■ **DATA**:

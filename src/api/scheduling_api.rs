// ==========================================
// 排班草案引擎 - 排班 API
// ==========================================
// 职责: 草案生成、编辑会话 (撤销/重做/重置/自动同步)、校验、发布
// 红线: 每份打开的草案仅持有一个编辑会话 (状态机 + 自动同步任务)
// 红线: 硬约束违规未附覆盖说明时拒绝编辑,附说明时降级为警告并打标
// ==========================================

use crate::api::error::{ApiError, ApiResult};
use crate::config::{ConfigManager, EngineConfig};
use crate::domain::draft::{DateRange, ScheduleDraft};
use crate::domain::edit_action::Actor;
use crate::domain::shift::Shift;
use crate::domain::types::ConstraintType;
use crate::domain::violation::{ConstraintViolation, DraftValidation};
use crate::draft::{
    AutoSync, ChangeSummary, DraftAction, DraftError, DraftStateMachine, SyncState, Transition,
};
use crate::engine::{
    AssignmentRanker, CancelSignal, ConstraintEvaluator, DraftEvent, DraftEventPublisher,
    DraftEventType, GenerationOutcome, GenerationRequest, OptionalEventPublisher, RankingOracle,
    StrategyWeights,
};
use crate::notify::NotificationGateway;
use crate::publish::{PublishOptions, PublishOrchestrator, PublishResult};
use crate::repository::ScheduleStore;
use serde::{Deserialize, Serialize};
use std::collections::HashMap;
use std::sync::Arc;
use tokio::sync::Mutex;
use tracing::{debug, info, instrument, warn};
use uuid::Uuid;

/// 编辑选项
#[derive(Debug, Clone, Copy, Default, PartialEq, Serialize, Deserialize)]
pub struct EditOptions {
    /// 应用前同步校验约束
    pub validate: bool,
}

/// 编辑结果
#[derive(Debug, Clone)]
pub struct EditOutcome {
    pub transition: Transition,
    /// 校验产生的警告 (含人工覆盖降级的硬约束)
    pub warnings: Vec<ConstraintViolation>,
    pub draft: ScheduleDraft,
}

/// 单份草案的编辑会话
struct EditSession {
    machine: DraftStateMachine,
    sync: AutoSync,
}

impl EditSession {
    fn open(store: Arc<dyn ScheduleStore>, draft: ScheduleDraft, config: &EngineConfig) -> Self {
        let sync = AutoSync::spawn(store, &draft, &config.sync);
        Self {
            machine: DraftStateMachine::with_draft(draft),
            sync,
        }
    }

    fn current(&self) -> ApiResult<&ScheduleDraft> {
        Ok(self.machine.draft().ok_or(DraftError::NotLoaded)?)
    }
}

// ==========================================
// SchedulingApi - 排班 API
// ==========================================

/// 排班API
///
/// 职责：
/// 1. 草案生成 (预设策略 / 自定义策略 / 人工新建)
/// 2. 编辑会话 (分配/移除/调班、撤销/重做/重置、变更摘要、同步状态)
/// 3. 整份草案校验与发布
pub struct SchedulingApi {
    store: Arc<dyn ScheduleStore>,
    config: EngineConfig,
    config_manager: Option<Arc<ConfigManager>>,
    ranker: AssignmentRanker,
    evaluator: ConstraintEvaluator,
    publisher: PublishOrchestrator,
    events: OptionalEventPublisher,
    sessions: Mutex<HashMap<String, EditSession>>,
}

■ **TASK STATEMENT**:
A faithful, complete reproduction of the listing above is requested.

■ **ANSWER SECTION**:
filename src/api/scheduling_api.rs
// ==========================================
// 排班草案引擎 - 排班 API
// ==========================================
// 职责: 草案生成、编辑会话 (撤销/重做/重置/自动同步)、校验、发布
// 红线: 每份打开的草案仅持有一个编辑会话 (状态机 + 自动同步任务)
// 红线: 硬约束违规未附覆盖说明时拒绝编辑,附说明时降级为警告并打标
// ==========================================

use crate::api::error::{ApiError, ApiResult};
use crate::config::{ConfigManager, EngineConfig};
use crate::domain::draft::{DateRange, ScheduleDraft};
use crate::domain::edit_action::Actor;
use crate::domain::shift::Shift;
use crate::domain::types::ConstraintType;
use crate::domain::violation::{ConstraintViolation, DraftValidation};
use crate::draft::{
    AutoSync, ChangeSummary, DraftAction, DraftError, DraftStateMachine, SyncState, Transition,
};
use crate::engine::{
    AssignmentRanker, CancelSignal, ConstraintEvaluator, DraftEvent, DraftEventPublisher,
    DraftEventType, GenerationOutcome, GenerationRequest, OptionalEventPublisher, RankingOracle,
    StrategyWeights,
};
use crate::notify::NotificationGateway;
use crate::publish::{PublishOptions, PublishOrchestrator, PublishResult};
use crate::repository::ScheduleStore;
use serde::{Deserialize, Serialize};
use std::collections::HashMap;
use std::sync::Arc;
use tokio::sync::Mutex;
use tracing::{debug, info, instrument, warn};
use uuid::Uuid;

/// 编辑选项
#[derive(Debug, Clone, Copy, Default, PartialEq, Serialize, Deserialize)]
pub struct EditOptions {
    /// 应用前同步校验约束
    pub validate: bool,
}

/// 编辑结果
#[derive(Debug, Clone)]
pub struct EditOutcome {
    pub transition: Transition,
    /// 校验产生的警告 (含人工覆盖降级的硬约束)
    pub warnings: Vec<ConstraintViolation>,
    pub draft: ScheduleDraft,
}

/// 单份草案的编辑会话
struct EditSession {
    machine: DraftStateMachine,
    sync: AutoSync,
}

impl EditSession {
    fn open(store: Arc<dyn ScheduleStore>, draft: ScheduleDraft, config: &EngineConfig) -> Self {
        let sync = AutoSync::spawn(store, &draft, &config.sync);
        Self {
            machine: DraftStateMachine::with_draft(draft),
            sync,
        }
    }

    fn current(&self) -> ApiResult<&ScheduleDraft> {
        Ok(self.machine.draft().ok_or(DraftError::NotLoaded)?)
    }
}

// ==========================================
// SchedulingApi - 排班 API
// ==========================================

/// 排班API
///
/// 职责：
/// 1. 草案生成 (预设策略 / 自定义策略 / 人工新建)
/// 2. 编辑会话 (分配/移除/调班、撤销/重做/重置、变更摘要、同步状态)
/// 3. 整份草案校验与发布
pub struct SchedulingApi {
    store: Arc<dyn ScheduleStore>,
    config: EngineConfig,
    config_manager: Option<Arc<ConfigManager>>,
    ranker: AssignmentRanker,
    evaluator: ConstraintEvaluator,
    publisher: PublishOrchestrator,
    events: OptionalEventPublisher,
    sessions: Mutex<HashMap<String, EditSession>>,
}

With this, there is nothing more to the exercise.